Non, il n'y a pas une faille à sa carapace, et lorsqu'elle s'assied dans la voiture portière ouverte, jambes à l'exterieur: Je peux voir tous les intrus fixés commes des coquillages incrustés sur la partie immergé de la coque d'un navire. D'un revers rapide, ma mère se débarrasse de ses parasites éphémères tombant sans même laisser l'empreinte de leur passage.

Combien d'heures de marche?, combien de kilomètres devait-elle avoir parcouru à travers champs, à traverser la forêt et les rizières lors d'exodes subreptices pour quitter la zone de combat, échapper aux bombardements et à la peur inspirée par ses soldats venus de loin.Traquée par la faim, à peine contenue avec la boule de riz quotidienne assaisonnée de gros sel et de quelques morceaux de chien mastiqués mécaniquement, elle fuit.
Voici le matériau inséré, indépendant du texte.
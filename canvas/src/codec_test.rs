use serde::Deserialize;
use serde_json::json;

use super::*;
use crate::consts::{DEFAULT_ITEM_HEIGHT, DEFAULT_ITEM_WIDTH};

// =============================================================
// Helpers
// =============================================================

/// Payload with a size that depends on its kind, like page-builder blocks.
#[derive(Debug, Clone, PartialEq, Serialize, Deserialize)]
struct Card {
    #[serde(rename = "type", default)]
    kind: String,
    #[serde(default, skip_serializing_if = "Option::is_none")]
    title: Option<String>,
}

impl Payload for Card {
    fn default_width(&self) -> i64 {
        if self.kind == "hero" { 800 } else { 300 }
    }

    fn default_height(&self) -> i64 {
        if self.kind == "hero" { 400 } else { 100 }
    }
}

fn card(kind: &str) -> Card {
    Card { kind: kind.to_owned(), title: None }
}

fn item<T>(id: &str, x: i64, y: i64, w: i64, h: i64, z: i64, payload: T) -> PositionedItem<T> {
    PositionedItem::new(ItemId::from(id), Geometry::new(x, y, w, h, z), payload)
}

fn geometry_of<T>(doc: &CanvasDocument<T>, index: usize) -> Geometry {
    doc.items()[index].geometry()
}

// =============================================================
// Encoding
// =============================================================

#[test]
fn encode_item_merges_geometry_into_payload() {
    let it = item("a", 10, 20, 300, 120, 2, json!({ "type": "text", "content": "hi" }));
    assert_eq!(
        encode_item(&it).unwrap(),
        json!({
            "id": "a", "x": 10, "y": 20, "width": 300, "height": 120, "zIndex": 2,
            "type": "text", "content": "hi",
        })
    );
}

#[test]
fn encode_item_geometry_overrides_payload_keys() {
    let it = item("a", 10, 20, 300, 120, 2, json!({ "x": 999, "id": "stale" }));
    let v = encode_item(&it).unwrap();
    assert_eq!(v["x"], json!(10));
    assert_eq!(v["id"], json!("a"));
}

#[test]
fn encode_item_null_payload_is_geometry_only() {
    let it = item("a", 0, 0, 50, 30, 1, serde_json::Value::Null);
    let v = encode_item(&it).unwrap();
    assert_eq!(v.as_object().unwrap().len(), 6);
}

#[test]
fn encode_item_rejects_scalar_payload() {
    let it = item("a", 0, 0, 50, 30, 1, json!(42));
    let err = encode_item(&it).unwrap_err();
    assert!(matches!(err, CodecError::PayloadNotObject { id } if id.as_str() == "a"));
}

#[test]
fn encode_items_keeps_document_order() {
    let doc = CanvasDocument::from_items(vec![
        item("b", 0, 0, 100, 100, 5, json!({})),
        item("a", 0, 0, 100, 100, 1, json!({})),
    ])
    .unwrap();
    let v = encode_items(&doc).unwrap();
    let ids: Vec<&str> = v[ITEMS_KEY].as_array().unwrap().iter().map(|e| e["id"].as_str().unwrap()).collect();
    assert_eq!(ids, vec!["b", "a"]);
}

#[test]
fn encode_empty_document() {
    let doc: CanvasDocument<serde_json::Value> = CanvasDocument::new();
    assert_eq!(encode_items(&doc).unwrap(), json!({ "items": [] }));
}

// =============================================================
// Decoding: native documents
// =============================================================

#[test]
fn round_trip_preserves_everything() {
    let doc = CanvasDocument::from_items(vec![
        item("hero", 0, 0, 800, 400, 1, Card { kind: "hero".into(), title: Some("Welcome".into()) }),
        item("text", 820, 40, 300, 150, 3, card("text")),
    ])
    .unwrap();

    let stored = encode_items(&doc).unwrap();
    let back: CanvasDocument<Card> = decode_items(&stored).unwrap();
    assert_eq!(back, doc);
}

#[test]
fn decode_reads_explicit_geometry() {
    let stored = json!({ "items": [
        { "id": "a", "type": "text", "x": 40, "y": 60, "width": 250, "height": 90, "zIndex": 7 },
    ]});
    let doc: CanvasDocument<Card> = decode_items(&stored).unwrap();
    assert_eq!(geometry_of(&doc, 0), Geometry::new(40, 60, 250, 90, 7));
    assert_eq!(doc.items()[0].payload, card("text"));
}

#[test]
fn decode_strips_geometry_from_payload() {
    let stored = json!({ "items": [{ "id": "a", "x": 1, "y": 2, "width": 100, "height": 50, "zIndex": 1, "k": "v" }] });
    let doc: CanvasDocument<serde_json::Value> = decode_items(&stored).unwrap();
    assert_eq!(doc.items()[0].payload, json!({ "k": "v" }));
}

#[test]
fn decode_accepts_bare_array() {
    let stored = json!([{ "id": "a", "x": 5, "y": 5, "width": 100, "height": 100, "zIndex": 1 }]);
    let doc: CanvasDocument<serde_json::Value> = decode_items(&stored).unwrap();
    assert_eq!(doc.len(), 1);
}

#[test]
fn decode_accepts_string_encoded_document() {
    let text = json!({ "items": [{ "id": "a", "x": 5, "y": 6, "width": 100, "height": 100, "zIndex": 1 }] }).to_string();
    let doc: CanvasDocument<serde_json::Value> = decode_items(&json!(text)).unwrap();
    assert_eq!(geometry_of(&doc, 0), Geometry::new(5, 6, 100, 100, 1));
}

#[test]
fn decode_reads_numeric_strings_and_px() {
    let stored = json!({ "items": [
        { "id": "a", "x": "12", "y": " 30px ", "width": "250px", "height": 80.6, "zIndex": "2" },
    ]});
    let doc: CanvasDocument<serde_json::Value> = decode_items(&stored).unwrap();
    assert_eq!(geometry_of(&doc, 0), Geometry::new(12, 30, 250, 81, 2));
}

#[test]
fn decode_clamps_out_of_range_geometry() {
    let stored = json!({ "items": [{ "id": "a", "x": -40, "y": -1, "width": 10, "height": 5, "zIndex": 1 }] });
    let doc: CanvasDocument<serde_json::Value> = decode_items(&stored).unwrap();
    assert_eq!(geometry_of(&doc, 0), Geometry::new(0, 0, 50, 30, 1));
}

#[test]
fn huge_geometry_falls_back_to_defaults() {
    let stored = json!({ "items": [
        { "id": "a", "x": 1e30, "y": 9.3e18, "width": 100, "height": 100 },
        { "id": "b", "width": i64::MAX, "height": "-1e300px" },
    ] });
    let doc: CanvasDocument<serde_json::Value> = decode_items(&stored).unwrap();

    assert_eq!(geometry_of(&doc, 0), Geometry::new(0, 0, 100, 100, 1));
    assert_eq!(geometry_of(&doc, 1), Geometry::new(0, 100 + LEGACY_STACK_GAP_PX, DEFAULT_ITEM_WIDTH, DEFAULT_ITEM_HEIGHT, 2));
}

#[test]
fn largest_stored_pixel_value_is_accepted() {
    let stored = json!([{ "id": "a", "x": MAX_STORED_PX, "y": MAX_STORED_PX + 1 }]);
    let doc: CanvasDocument<serde_json::Value> = decode_items(&stored).unwrap();
    let g = geometry_of(&doc, 0);
    assert_eq!((g.x, g.y), (MAX_STORED_PX, 0));
}

// =============================================================
// Decoding: empty documents
// =============================================================

#[test]
fn empty_forms_decode_to_empty_document() {
    for stored in [json!(null), json!(""), json!("   "), json!({}), json!({ "items": null }), json!({ "items": [] }), json!([])] {
        let doc: CanvasDocument<serde_json::Value> = decode_items(&stored).unwrap();
        assert!(doc.is_empty(), "{stored}");
    }
}

#[test]
fn empty_graph_forms_decode_to_empty_graph() {
    for stored in [json!(null), json!(""), json!({})] {
        let graph: GraphDocument<serde_json::Value> = decode_graph(&stored).unwrap();
        assert!(graph.nodes.is_empty() && graph.edges.is_empty(), "{stored}");
    }
}

// =============================================================
// Decoding: legacy documents
// =============================================================

#[test]
fn legacy_items_stack_vertically_with_defaults() {
    let stored = json!({ "items": [{ "type": "hero" }, { "type": "text" }, { "type": "text" }] });
    let doc: CanvasDocument<Card> = decode_items(&stored).unwrap();

    assert_eq!(geometry_of(&doc, 0), Geometry::new(0, 0, 800, 400, 1));
    assert_eq!(geometry_of(&doc, 1), Geometry::new(0, 400 + LEGACY_STACK_GAP_PX, 300, 100, 2));
    assert_eq!(geometry_of(&doc, 2), Geometry::new(0, 400 + LEGACY_STACK_GAP_PX + 100 + LEGACY_STACK_GAP_PX, 300, 100, 3));
}

#[test]
fn legacy_items_do_not_overlap() {
    let stored = json!([{}, {}, {}, {}]);
    let doc: CanvasDocument<serde_json::Value> = decode_items(&stored).unwrap();
    for pair in doc.items().windows(2) {
        assert!(pair[0].geometry().bottom() < pair[1].y());
    }
}

#[test]
fn legacy_z_index_follows_document_order() {
    let stored = json!([{}, {}, {}]);
    let doc: CanvasDocument<serde_json::Value> = decode_items(&stored).unwrap();
    let z: Vec<i64> = doc.iter().map(PositionedItem::z_index).collect();
    assert_eq!(z, vec![1, 2, 3]);
}

#[test]
fn legacy_z_index_skips_dropped_entries() {
    let stored = json!([{}, 5, "x", {}]);
    let doc: CanvasDocument<serde_json::Value> = decode_items(&stored).unwrap();
    let z: Vec<i64> = doc.iter().map(PositionedItem::z_index).collect();
    assert_eq!(z, vec![1, 2]);
}

#[test]
fn legacy_value_payload_uses_generic_defaults() {
    let doc: CanvasDocument<serde_json::Value> = decode_items(&json!([{ "label": "x" }])).unwrap();
    let g = geometry_of(&doc, 0);
    assert_eq!((g.width, g.height), (DEFAULT_ITEM_WIDTH, DEFAULT_ITEM_HEIGHT));
}

#[test]
fn mixed_document_stacks_below_placed_items() {
    let stored = json!([
        { "id": "placed", "x": 400, "y": 100, "width": 200, "height": 200, "zIndex": 4 },
        { "id": "legacy" },
    ]);
    let doc: CanvasDocument<serde_json::Value> = decode_items(&stored).unwrap();
    let legacy = doc.get(&ItemId::from("legacy")).unwrap();
    assert_eq!(legacy.x(), 0);
    assert_eq!(legacy.y(), 300 + LEGACY_STACK_GAP_PX);
    assert_eq!(legacy.z_index(), 2);
}

#[test]
fn partial_geometry_keeps_what_is_present() {
    let doc: CanvasDocument<Card> = decode_items(&json!([{ "type": "hero", "x": 120, "zIndex": 9 }])).unwrap();
    assert_eq!(geometry_of(&doc, 0), Geometry::new(120, 0, 800, 400, 9));
}

#[test]
fn unreadable_geometry_falls_back_to_defaults() {
    let stored = json!([{ "x": "left", "y": true, "width": null, "height": {}, "zIndex": "top" }]);
    let doc: CanvasDocument<serde_json::Value> = decode_items(&stored).unwrap();
    assert_eq!(geometry_of(&doc, 0), Geometry::new(0, 0, DEFAULT_ITEM_WIDTH, DEFAULT_ITEM_HEIGHT, 1));
}

// =============================================================
// Decoding: ids
// =============================================================

#[test]
fn numeric_ids_are_kept_as_text() {
    let doc: CanvasDocument<serde_json::Value> = decode_items(&json!([{ "id": 17 }])).unwrap();
    assert_eq!(doc.items()[0].id.as_str(), "17");
}

#[test]
fn float_ids_read_like_item_id() {
    let doc: CanvasDocument<serde_json::Value> = decode_items(&json!([{ "id": 1.0 }, { "id": 2.5 }])).unwrap();
    for (item, raw) in doc.iter().zip([json!(1.0), json!(2.5)]) {
        assert_eq!(item.id, ItemId::deserialize(raw).unwrap());
    }
    assert_eq!(doc.items()[0].id.as_str(), "1");
}

#[test]
fn unusable_ids_are_generated() {
    let doc: CanvasDocument<serde_json::Value> =
        decode_items(&json!([{ "id": true }, { "id": ["a"] }, { "id": "  " }])).unwrap();
    assert_eq!(doc.len(), 3);
    assert!(doc.iter().all(|it| !it.id.as_str().trim().is_empty() && it.id.as_str() != "true"));
}

#[test]
fn missing_ids_are_generated() {
    let doc: CanvasDocument<serde_json::Value> = decode_items(&json!([{}, { "id": "" }, { "id": null }])).unwrap();
    assert_eq!(doc.len(), 3);
    assert!(doc.iter().all(|it| !it.id.as_str().is_empty()));
}

#[test]
fn duplicate_ids_are_replaced() {
    let doc: CanvasDocument<serde_json::Value> =
        decode_items(&json!([{ "id": "a", "n": 1 }, { "id": "a", "n": 2 }])).unwrap();
    assert_eq!(doc.len(), 2);
    assert_eq!(doc.items()[0].id.as_str(), "a");
    assert_ne!(doc.items()[1].id.as_str(), "a");
    assert_eq!(doc.items()[1].payload, json!({ "n": 2 }));
}

// =============================================================
// Decoding: failures
// =============================================================

#[test]
fn non_object_entries_are_skipped() {
    let doc: CanvasDocument<serde_json::Value> = decode_items(&json!([1, "x", { "id": "a" }, null])).unwrap();
    assert_eq!(doc.len(), 1);
    assert_eq!(doc.items()[0].id.as_str(), "a");
}

#[test]
fn invalid_json_string_is_an_error() {
    let err = decode_items::<serde_json::Value>(&json!("{not json")).unwrap_err();
    assert!(matches!(err, CodecError::Json(_)));
}

#[test]
fn wrong_shapes_are_errors() {
    for stored in [json!(3), json!(true), json!({ "items": 5 }), json!({ "items": {} })] {
        let err = decode_items::<serde_json::Value>(&stored).unwrap_err();
        assert!(matches!(err, CodecError::UnexpectedShape(_)), "{stored}");
    }
}

#[test]
fn unreadable_payload_reports_index() {
    let stored = json!([{ "type": "text" }, { "type": 12 }]);
    let err = decode_items::<Card>(&stored).unwrap_err();
    assert!(matches!(err, CodecError::Payload { index: 1, .. }));
}

// =============================================================
// Graph documents
// =============================================================

#[test]
fn graph_round_trip_preserves_edges() {
    let graph = GraphDocument {
        nodes: CanvasDocument::from_items(vec![
            item("ceo", 300, 0, 180, 64, 1, json!({ "label": "CEO" })),
            item("cto", 100, 140, 180, 64, 2, json!({ "label": "CTO" })),
        ])
        .unwrap(),
        edges: vec![json!({ "from": "ceo", "to": "cto", "style": "solid" })],
    };

    let stored = encode_graph(&graph.nodes, &graph.edges).unwrap();
    assert_eq!(stored[EDGES_KEY], json!([{ "from": "ceo", "to": "cto", "style": "solid" }]));

    let back: GraphDocument<serde_json::Value> = decode_graph(&stored).unwrap();
    assert_eq!(back, graph);
}

#[test]
fn legacy_graph_nodes_get_defaults() {
    let stored = json!({ "nodes": [{ "id": "a" }, { "id": "b" }], "edges": [{ "from": "a", "to": "b" }] });
    let graph: GraphDocument<serde_json::Value> = decode_graph(&stored).unwrap();
    assert_eq!(graph.nodes.len(), 2);
    assert_eq!(graph.edges.len(), 1);
    assert_eq!(graph.nodes.items()[1].y(), DEFAULT_ITEM_HEIGHT + LEGACY_STACK_GAP_PX);
}

#[test]
fn graph_rejects_non_array_edges() {
    let err = decode_graph::<serde_json::Value>(&json!({ "nodes": [], "edges": "a->b" })).unwrap_err();
    assert!(matches!(err, CodecError::UnexpectedShape(_)));
}

#[test]
fn graph_rejects_bare_array() {
    let err = decode_graph::<serde_json::Value>(&json!([])).unwrap_err();
    assert!(matches!(err, CodecError::UnexpectedShape(_)));
}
Combien de morts croisés , de corps informes aperçus pour que la douleur subi à chaque pas , transperce la plante de ses pieds et se loge au plus près de son coeur sans plus jamais pouvoir partirl.

Combien de fois ai-je vu ma mère sursauter puis restée pétrifiée au passage d'un supersonic, puis commencer à s'énerver au moindre bruit, au moindre cri.Ces faits marqueront les débuts de sa névrose allant plus tard jusqu'à nous soupçonner de pactiser avec un entourage belliqueux si par malheur nous faisions claquer une porte, tomber un objet ou si nous mettions la musique trop fort comme tout  adolescent s'évertue à faire. Personne n'aurai pu se mettre à notre place et comprendre ce que nous vivions , car nous même étions incapables de réaliser ce que nous subissions.
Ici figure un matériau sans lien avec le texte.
use cardpay::domain::amount::{Amount, Details};
use cardpay::domain::funding::{CardType, CreditCard, CreditCardToken, FundingInstrument};
use cardpay::domain::payer::Payer;
use cardpay::domain::payment::{Intent, Payment};
use cardpay::domain::transaction::Transaction;
use cardpay::error::{InvalidAmountError, InvalidFundingInstrumentError};
use rand::Rng;
use rand::rngs::StdRng;
use rand::SeedableRng;
use rust_decimal::Decimal;

fn cents(rng: &mut StdRng, max: i64) -> Decimal {
    Decimal::new(rng.gen_range(0..=max), 2)
}

#[test]
fn test_any_consistent_breakdown_is_accepted() {
    let mut rng = StdRng::seed_from_u64(7);
    for _ in 0..1_000 {
        let subtotal = Decimal::new(rng.gen_range(1..=10_000_000), 2);
        let tax = cents(&mut rng, 100_000);
        let shipping = cents(&mut rng, 100_000);
        let details = Details::new(subtotal, tax, shipping).unwrap();

        let amount = Amount::new("USD", subtotal + tax + shipping, Some(details));
        assert!(amount.is_ok(), "{subtotal} + {tax} + {shipping} rejected");
    }
}

#[test]
fn test_any_nonzero_difference_is_rejected() {
    let mut rng = StdRng::seed_from_u64(11);
    for _ in 0..1_000 {
        let subtotal = Decimal::new(rng.gen_range(1..=10_000_000), 2);
        let tax = cents(&mut rng, 100_000);
        let shipping = cents(&mut rng, 100_000);
        let details = Details::new(subtotal, tax, shipping).unwrap();

        // as small as a ten-thousandth, either direction
        let mut delta = Decimal::new(rng.gen_range(1..=1_000_000), 4);
        if rng.gen_bool(0.5) {
            delta = -delta;
        }
        let total = subtotal + tax + shipping + delta;

        assert!(matches!(
            Amount::new("USD", total, Some(details)),
            Err(InvalidAmountError::SumMismatch { .. })
        ));
    }
}

#[test]
fn test_funding_instrument_needs_exactly_one_source() {
    let card = || CreditCard::new("4417119669820331", CardType::Visa, 11, 2030).unwrap();
    let token = || CreditCardToken::new("CARD-5BT058015C739554AKE2GCEI").unwrap();

    assert!(FundingInstrument::new(Some(card()), None).is_ok());
    assert!(FundingInstrument::new(None, Some(token())).is_ok());
    assert_eq!(
        FundingInstrument::new(Some(card()), Some(token())),
        Err(InvalidFundingInstrumentError::Ambiguous)
    );
    assert_eq!(
        FundingInstrument::new(None, None),
        Err(InvalidFundingInstrumentError::Missing)
    );
}

#[test]
fn test_random_payments_survive_wire_round_trip() {
    let mut rng = StdRng::seed_from_u64(3);
    let intents = [Intent::Sale, Intent::Authorize, Intent::Order];
    let currencies = ["USD", "EUR", "GBP", "JPY", "CAD"];

    for i in 0..200 {
        let transactions = (0..rng.gen_range(1..4))
            .map(|n| {
                let subtotal = Decimal::new(rng.gen_range(1..=500_000), 2);
                let tax = cents(&mut rng, 5_000);
                let shipping = cents(&mut rng, 5_000);
                let details = Details::new(subtotal, tax, shipping).unwrap();
                let currency = currencies[rng.gen_range(0..currencies.len())];
                let amount = Amount::new(currency, subtotal + tax + shipping, Some(details)).unwrap();
                Transaction::new(amount).with_description(format!("item {n}"))
            })
            .collect();

        let instrument = if rng.gen_bool(0.5) {
            FundingInstrument::saved_card(format!("CARD-{i}")).unwrap()
        } else {
            let card = CreditCard::new("4417119669820331", CardType::Visa, rng.gen_range(1..=12), 2031)
                .unwrap()
                .with_holder("Joe", "Shopper");
            FundingInstrument::new(Some(card), None).unwrap()
        };
        let payer = Payer::credit_card(instrument);
        let intent = intents[rng.gen_range(0..intents.len())];
        let payment = Payment::new(intent, payer, transactions).unwrap();

        let json = serde_json::to_string(&payment).unwrap();
        let decoded: Payment = serde_json::from_str(&json).unwrap();
        assert_eq!(decoded.intent(), payment.intent());
        assert_eq!(decoded.transactions(), payment.transactions());
        assert_eq!(decoded.payer(), payment.payer());
    }
}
Quant à ma mère la réalité devenait chaque jour un peu plus abstraite, douloureuse à vivre. Son esprit était resté là-bas: Saïgon la coloniale,Dalat et Nha trang, la petite cité balnéaireau nord de la capitale. Elle nous en parle souvent au dîner que le mal du pays la tient. D'ailleurs , elle se plait à nous dire qu'elle y a ses meilleurs souvenirs de pensionnat ce qui me semble incroyable lorsque l'on a vecu un tel nettoyage par le vide.

Abandonnée par sa mère à la naissance,orpheline de père à 7 ans ,au décès de son grand-père à 12 elle devient pupille de la nation française ce qui la conduira de manière permanente à fréquenter les orphelinats religieux où elle subira la rigueur et l'intransigeance  des congrégations et  communauté diverses.

En novembre 1955 alors agée de 17 ans elle embarquera à bord d'un bateau croisant pavillon Grec, elle accostera à Marseille 3 semaine plus tard puis prendra le train jusqu'à Dunkerque.

elle découvre le froid et la neige pour la première fois , les pommes et le café et même si la chaleur des gens du nord n'est pas un mythe, le choc épidermique et les conséquences psychiques auront eu raison de son équilibre à venir.

La tempête est passé, le temps à fait son oeuvre. Les esprits se sont calmés, les rencoeurs balayées, les rancunes arasées. Il ne reste presque plus rien des fondations, juste un nom auquel mon frère et moi tenons.

Il est notre unique héritage légué, et l'avons légué à notre tour par nos unions et notre déscendance. Il ne transpire plus rien de notre passé, de la rencontre et du mariage de mon père Monsieur ROU et de ma mère Mademoiselle ROZ.

Ces 2 noms celui de mon grand père paternel et ce lui de mon grand père maternel , resteront  à tous jamais inconnus, ils ont été comme ces millions d'autres insignifiants: en age de procréer , de se marier , faire la guerre et mourir: parfois trop tôt

Quel révoluton la guerre! Générateur de sang frais et d'histoires communes parce qu'il n'y a rien d'exceptionnel à ce qu'elle ne différencie pas beaucoup des autres.